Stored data
▶
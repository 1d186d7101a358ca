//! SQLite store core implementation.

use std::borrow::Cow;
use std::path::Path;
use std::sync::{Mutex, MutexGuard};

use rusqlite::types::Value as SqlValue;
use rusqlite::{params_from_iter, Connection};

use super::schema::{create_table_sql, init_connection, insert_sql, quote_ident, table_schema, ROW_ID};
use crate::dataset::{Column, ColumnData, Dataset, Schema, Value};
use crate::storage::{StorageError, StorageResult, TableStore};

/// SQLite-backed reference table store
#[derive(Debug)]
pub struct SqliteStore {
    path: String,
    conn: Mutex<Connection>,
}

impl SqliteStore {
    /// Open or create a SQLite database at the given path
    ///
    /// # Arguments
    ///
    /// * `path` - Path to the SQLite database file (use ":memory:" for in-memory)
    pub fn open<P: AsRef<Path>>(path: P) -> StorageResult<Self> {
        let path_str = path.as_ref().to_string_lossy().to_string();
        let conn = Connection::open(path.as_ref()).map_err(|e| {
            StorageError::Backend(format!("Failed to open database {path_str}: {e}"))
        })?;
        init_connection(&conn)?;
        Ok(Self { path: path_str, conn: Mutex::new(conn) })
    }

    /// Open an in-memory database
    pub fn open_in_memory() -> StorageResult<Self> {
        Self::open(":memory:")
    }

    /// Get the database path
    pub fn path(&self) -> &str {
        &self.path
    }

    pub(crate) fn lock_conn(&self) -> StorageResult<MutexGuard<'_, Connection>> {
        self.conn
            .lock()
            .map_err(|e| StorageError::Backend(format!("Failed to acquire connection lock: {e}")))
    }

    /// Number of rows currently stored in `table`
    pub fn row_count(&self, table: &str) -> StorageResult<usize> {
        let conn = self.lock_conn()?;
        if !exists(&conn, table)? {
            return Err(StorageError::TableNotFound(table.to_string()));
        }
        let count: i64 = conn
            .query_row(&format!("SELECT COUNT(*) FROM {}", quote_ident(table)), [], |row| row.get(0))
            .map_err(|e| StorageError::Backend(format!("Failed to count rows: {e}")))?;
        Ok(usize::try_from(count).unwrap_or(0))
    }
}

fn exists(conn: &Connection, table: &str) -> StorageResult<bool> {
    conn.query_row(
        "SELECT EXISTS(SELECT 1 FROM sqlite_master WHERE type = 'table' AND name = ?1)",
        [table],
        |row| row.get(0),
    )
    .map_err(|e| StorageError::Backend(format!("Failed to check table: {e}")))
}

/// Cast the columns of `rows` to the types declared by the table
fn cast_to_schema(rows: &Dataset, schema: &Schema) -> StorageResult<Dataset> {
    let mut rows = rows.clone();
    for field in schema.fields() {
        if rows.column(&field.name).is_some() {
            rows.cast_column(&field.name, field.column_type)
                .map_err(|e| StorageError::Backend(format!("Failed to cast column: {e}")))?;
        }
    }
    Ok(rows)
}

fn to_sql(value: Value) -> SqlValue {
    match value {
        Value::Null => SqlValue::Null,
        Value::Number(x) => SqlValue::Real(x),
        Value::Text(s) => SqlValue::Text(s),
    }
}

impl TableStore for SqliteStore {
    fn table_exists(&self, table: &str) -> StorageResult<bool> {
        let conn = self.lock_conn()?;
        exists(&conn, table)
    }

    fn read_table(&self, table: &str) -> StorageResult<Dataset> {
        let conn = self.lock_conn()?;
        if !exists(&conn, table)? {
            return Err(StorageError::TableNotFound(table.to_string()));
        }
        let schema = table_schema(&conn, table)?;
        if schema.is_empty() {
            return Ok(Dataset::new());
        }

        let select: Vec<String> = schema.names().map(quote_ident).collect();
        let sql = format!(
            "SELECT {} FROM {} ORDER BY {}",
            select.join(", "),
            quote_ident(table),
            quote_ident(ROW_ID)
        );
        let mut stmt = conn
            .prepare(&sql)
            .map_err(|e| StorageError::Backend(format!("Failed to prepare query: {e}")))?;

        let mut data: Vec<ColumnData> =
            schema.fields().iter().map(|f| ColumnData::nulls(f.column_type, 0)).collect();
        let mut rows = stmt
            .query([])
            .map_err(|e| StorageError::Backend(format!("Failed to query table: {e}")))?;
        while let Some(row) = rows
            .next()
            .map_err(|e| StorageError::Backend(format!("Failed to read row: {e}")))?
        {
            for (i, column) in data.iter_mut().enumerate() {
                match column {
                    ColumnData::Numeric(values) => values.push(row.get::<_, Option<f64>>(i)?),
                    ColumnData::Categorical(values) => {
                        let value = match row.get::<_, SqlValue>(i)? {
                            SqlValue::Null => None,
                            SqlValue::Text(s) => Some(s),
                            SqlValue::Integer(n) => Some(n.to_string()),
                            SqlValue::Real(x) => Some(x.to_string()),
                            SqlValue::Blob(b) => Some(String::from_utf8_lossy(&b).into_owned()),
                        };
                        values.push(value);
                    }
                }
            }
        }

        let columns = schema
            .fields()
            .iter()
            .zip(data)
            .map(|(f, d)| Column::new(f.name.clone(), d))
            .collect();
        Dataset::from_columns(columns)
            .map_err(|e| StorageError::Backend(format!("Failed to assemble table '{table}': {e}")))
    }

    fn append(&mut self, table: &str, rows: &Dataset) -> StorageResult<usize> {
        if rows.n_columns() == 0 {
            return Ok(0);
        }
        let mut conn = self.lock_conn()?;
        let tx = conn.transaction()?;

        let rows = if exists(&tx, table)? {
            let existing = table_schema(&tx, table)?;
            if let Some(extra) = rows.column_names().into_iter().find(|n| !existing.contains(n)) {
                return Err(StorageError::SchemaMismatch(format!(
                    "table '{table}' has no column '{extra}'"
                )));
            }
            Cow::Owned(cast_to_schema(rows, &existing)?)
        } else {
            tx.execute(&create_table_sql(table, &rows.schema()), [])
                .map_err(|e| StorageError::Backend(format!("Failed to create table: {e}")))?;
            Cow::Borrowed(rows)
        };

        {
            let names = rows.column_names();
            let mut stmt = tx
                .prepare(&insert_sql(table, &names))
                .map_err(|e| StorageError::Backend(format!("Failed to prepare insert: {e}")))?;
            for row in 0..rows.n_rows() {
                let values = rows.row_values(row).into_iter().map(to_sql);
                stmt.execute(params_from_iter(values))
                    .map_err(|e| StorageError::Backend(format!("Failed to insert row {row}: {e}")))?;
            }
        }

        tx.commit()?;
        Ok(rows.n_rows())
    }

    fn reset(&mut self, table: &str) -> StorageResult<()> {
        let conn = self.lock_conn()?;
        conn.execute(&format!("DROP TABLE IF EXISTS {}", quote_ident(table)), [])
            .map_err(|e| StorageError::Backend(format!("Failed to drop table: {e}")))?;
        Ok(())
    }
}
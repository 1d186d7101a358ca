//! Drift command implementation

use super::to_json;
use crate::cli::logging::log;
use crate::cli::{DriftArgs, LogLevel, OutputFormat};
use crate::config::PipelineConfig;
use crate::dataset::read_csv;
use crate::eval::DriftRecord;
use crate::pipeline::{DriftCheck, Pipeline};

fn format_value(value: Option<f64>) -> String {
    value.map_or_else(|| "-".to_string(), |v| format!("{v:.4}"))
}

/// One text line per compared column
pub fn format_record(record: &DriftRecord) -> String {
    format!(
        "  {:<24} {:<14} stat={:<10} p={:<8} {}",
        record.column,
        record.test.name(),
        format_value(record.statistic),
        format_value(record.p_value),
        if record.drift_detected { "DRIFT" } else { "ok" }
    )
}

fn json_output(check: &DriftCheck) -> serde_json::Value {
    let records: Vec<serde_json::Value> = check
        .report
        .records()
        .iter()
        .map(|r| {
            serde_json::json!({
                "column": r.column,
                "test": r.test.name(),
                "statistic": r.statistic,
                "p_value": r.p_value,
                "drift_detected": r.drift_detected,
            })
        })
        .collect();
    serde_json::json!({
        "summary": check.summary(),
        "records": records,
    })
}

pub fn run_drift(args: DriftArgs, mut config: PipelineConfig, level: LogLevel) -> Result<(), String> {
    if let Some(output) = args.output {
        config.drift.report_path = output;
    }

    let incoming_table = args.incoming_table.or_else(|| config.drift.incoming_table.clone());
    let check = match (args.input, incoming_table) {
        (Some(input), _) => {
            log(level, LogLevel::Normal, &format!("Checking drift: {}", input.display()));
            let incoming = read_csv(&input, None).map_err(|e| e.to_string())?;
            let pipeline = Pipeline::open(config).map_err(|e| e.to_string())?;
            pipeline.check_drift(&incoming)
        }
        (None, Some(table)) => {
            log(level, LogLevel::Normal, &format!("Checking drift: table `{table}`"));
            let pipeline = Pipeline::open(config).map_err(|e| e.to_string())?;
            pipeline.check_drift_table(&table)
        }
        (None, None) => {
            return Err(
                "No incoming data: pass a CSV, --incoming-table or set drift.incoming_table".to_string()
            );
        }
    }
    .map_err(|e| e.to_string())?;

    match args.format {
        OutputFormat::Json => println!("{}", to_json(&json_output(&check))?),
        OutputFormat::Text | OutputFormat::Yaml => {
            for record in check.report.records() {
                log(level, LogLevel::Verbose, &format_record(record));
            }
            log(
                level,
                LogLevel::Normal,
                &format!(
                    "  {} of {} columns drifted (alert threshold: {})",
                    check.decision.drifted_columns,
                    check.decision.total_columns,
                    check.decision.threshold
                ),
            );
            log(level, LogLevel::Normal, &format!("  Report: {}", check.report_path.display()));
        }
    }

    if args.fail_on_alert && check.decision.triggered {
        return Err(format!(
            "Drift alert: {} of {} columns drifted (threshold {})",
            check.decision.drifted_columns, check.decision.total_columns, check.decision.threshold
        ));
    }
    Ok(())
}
◀
• Exercise
Look through the data and show every line containing "SqliteStore".

• Response area
pub struct SqliteStore {
impl SqliteStore {
impl TableStore for SqliteStore {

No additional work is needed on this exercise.